The University of Maryland’s chapter of United Students Against Sweatshops Friday held a rally on McKeldin Mall to advocate for a $22.65 per hour minimum wage for this university’s employees.

Friday’s rally was part of the organization’s “Time For 22” movement, an initiative that also aims to secure the right to unionize for all employees at public universities in Maryland. The event included attendees from other local and on campus labor organizations such as Fearless Student Employees, American Federation of State, County and Municipal Employees Local 1072 and this university’s chapter of the Association of American University Professors.

This university’s USAS president Kelsey Coleman, a senior Black liberation studies and performing arts major, hoped Friday’s event would foster togetherness and unity among labor rights advocates.

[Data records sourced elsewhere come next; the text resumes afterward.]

/// Strip surrounding blank lines and the indentation shared by every
/// non-blank line.
pub(crate) fn dedent(content: &str) -> String {
    let lines: Vec<&str> = content.lines().collect();
    let first = lines.iter().position(|l| !l.trim().is_empty());
    let last = lines.iter().rposition(|l| !l.trim().is_empty());
    let (Some(first), Some(last)) = (first, last) else {
        return String::new();
    };
    let lines = &lines[first..=last];

    let common = lines
        .iter()
        .filter(|l| !l.trim().is_empty())
        .map(|l| l.len() - l.trim_start_matches([' ', '\t']).len())
        .min()
        .unwrap_or(0);

    lines
        .iter()
        .map(|l| {
            if l.trim().is_empty() {
                ""
            } else {
                l.get(common..).unwrap_or(l).trim_end()
            }
        })
        .collect::<Vec<_>>()
        .join("\n")
}

/// Prefix every non-blank line with `prefix`.
pub(crate) fn indent(content: &str, prefix: &str) -> String {
    content
        .split('\n')
        .map(|l| {
            if l.trim().is_empty() {
                String::new()
            } else {
                format!("{prefix}{l}")
            }
        })
        .collect::<Vec<_>>()
        .join("\n")
}
//! Language packs: the declarative per-language data driving every other
//! module.
//!
//! A pack says which tree-sitter queries find classes, methods, properties
//! and call-expression blocks, how raw node types normalize to
//! [`NormalizedKind`], and how to find the body of a construct. Packs are
//! looked up through a [`LanguagePackRegistry`] by language name or file
//! extension.

pub mod errors;
pub mod kind;
pub mod pack;
pub mod packs;
pub mod registry;

pub use errors::PackError;
pub use kind::{BodyRule, NormalizedKind};
pub use pack::{Grammar, LanguagePack, PackQueries, QueryCategory};
pub use registry::LanguagePackRegistry;
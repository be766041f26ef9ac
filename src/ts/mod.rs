//! Tree-sitter integration: parsing, index-based structural paths and
//! compiled queries.
//!
//! Every higher layer works against [`SyntaxTree`], an immutable parse of
//! one text with one language pack. Nodes are addressed by
//! [`StructuralPath`], which is stable for a given tree and can be rendered
//! and parsed back without loss.

pub mod errors;
pub mod parser;
pub mod path;
pub mod query;
pub mod tree;

pub use errors::TreeSitterError;
pub use parser::{ParserSetupError, StructuralParser};
pub use path::{PathParseError, PathSegment, StructuralPath};
pub use query::{QueryEngine, QueryMatch};
pub use tree::{ErrorNode, ParseStatus, PathLocation, Position, SyntaxTree};
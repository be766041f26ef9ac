//! Semantic path resolution.
//!
//! A semantic path is what a person would type to name a construct:
//!
//! - `Calculator`: a class, method, property or block label named so
//! - `Calculator.add`: a member inside a class (`Outer.Inner.add` nests)
//! - `describe("Auth")`: a call-expression block with that label
//! - `beforeEach()`: every block with that callee
//!
//! Resolution runs the pack's four queries and relates the results by byte
//! range containment, so it works the same across grammars whose node
//! shapes differ. Every match is returned; callers that need exactly one
//! decide how to treat ambiguity.

mod path_spec;
mod semantic;

pub use path_spec::{unquote, SemanticPath};
pub use semantic::{all_semantic_paths, find_by_semantic_path, suggest, SemanticMatch};
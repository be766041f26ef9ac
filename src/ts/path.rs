//! Index-based structural paths.
//!
//! A path lists `type[index]` segments from the root to a node, joined with
//! `/`, where `index` is the node's position among all children of its
//! parent:
//!
//! ```text
//! program[0]/class_declaration[0]/class_body[2]/method_definition[1]
//! ```
//!
//! Paths address nodes within one tree instance only; an edit elsewhere in
//! the file may shift sibling indices.

use serde::{Serialize, Serializer};
use std::fmt;
use std::str::FromStr;

const SEPARATOR: &str = "/";

#[derive(Debug, Clone, PartialEq, Eq, Hash)]
pub struct PathSegment {
    pub node_type: String,
    pub index: usize,
}

impl fmt::Display for PathSegment {
    fn fmt(&self, f: &mut fmt::Formatter<'_>) -> fmt::Result {
        write!(f, "{}[{}]", self.node_type, self.index)
    }
}

#[derive(Debug, Clone, PartialEq, Eq, Hash, Default)]
pub struct StructuralPath {
    segments: Vec<PathSegment>,
}

impl StructuralPath {
    pub fn new(segments: Vec<PathSegment>) -> Self {
        Self { segments }
    }

    pub fn segments(&self) -> &[PathSegment] {
        &self.segments
    }

    pub fn is_empty(&self) -> bool {
        self.segments.is_empty()
    }

    /// Raw type of the addressed node.
    pub fn leaf_type(&self) -> Option<&str> {
        self.segments.last().map(|s| s.node_type.as_str())
    }
}

impl fmt::Display for StructuralPath {
    fn fmt(&self, f: &mut fmt::Formatter<'_>) -> fmt::Result {
        for (idx, segment) in self.segments.iter().enumerate() {
            if idx > 0 {
                f.write_str(SEPARATOR)?;
            }
            write!(f, "{segment}")?;
        }
        Ok(())
    }
}

impl Serialize for StructuralPath {
    fn serialize<S: Serializer>(&self, serializer: S) -> Result<S::Ok, S::Error> {
        serializer.collect_str(self)
    }
}

#[derive(Debug, Clone, PartialEq, Eq)]
pub struct PathParseError {
    pub input: String,
}

impl fmt::Display for PathParseError {
    fn fmt(&self, f: &mut fmt::Formatter<'_>) -> fmt::Result {
        write!(f, "not a structural path: {}", self.input)
    }
}

impl std::error::Error for PathParseError {}

impl FromStr for StructuralPath {
    type Err = PathParseError;

    /// Parse `type[index]/type[index]/...`.
    ///
    /// Raw types may themselves contain `/`, `[` or `]` (operator tokens), so
    /// segments are delimited by `]/` and each segment's index is taken from
    /// its last `[`.
    fn from_str(s: &str) -> Result<Self, Self::Err> {
        let err = || PathParseError {
            input: s.to_string(),
        };

        let body = s.trim().strip_suffix(']').ok_or_else(err)?;
        let mut segments = Vec::new();

        for raw in body.split("]/") {
            let open = raw.rfind('[').ok_or_else(err)?;
            let node_type = &raw[..open];
            let index = raw[open + 1..].parse::<usize>().map_err(|_| err())?;
            if node_type.is_empty() {
                return Err(err());
            }
            segments.push(PathSegment {
                node_type: node_type.to_string(),
                index,
            });
        }

        Ok(Self { segments })
    }
}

“We must stand together,” Coleman said. “We must stand united and we must fight for labor democracy.”

Increasing stipends for graduate assistants should be a priority moving forward for this university, according to Carolyn Robbins, a doctoral communication student and member of FSE.

“The administration knows that this university mistreats [graduate students],” Robbins said. “They know that we are overworked, underpaid, abused by faculty mentors.”

The “Time For 22” movement aims to meet not just the demands of graduate assistants, but all university employees.

Sabrina Li, a senior psychology major, said that employees at Stamp Student Union and dining areas on campus are often mistreated and underpaid.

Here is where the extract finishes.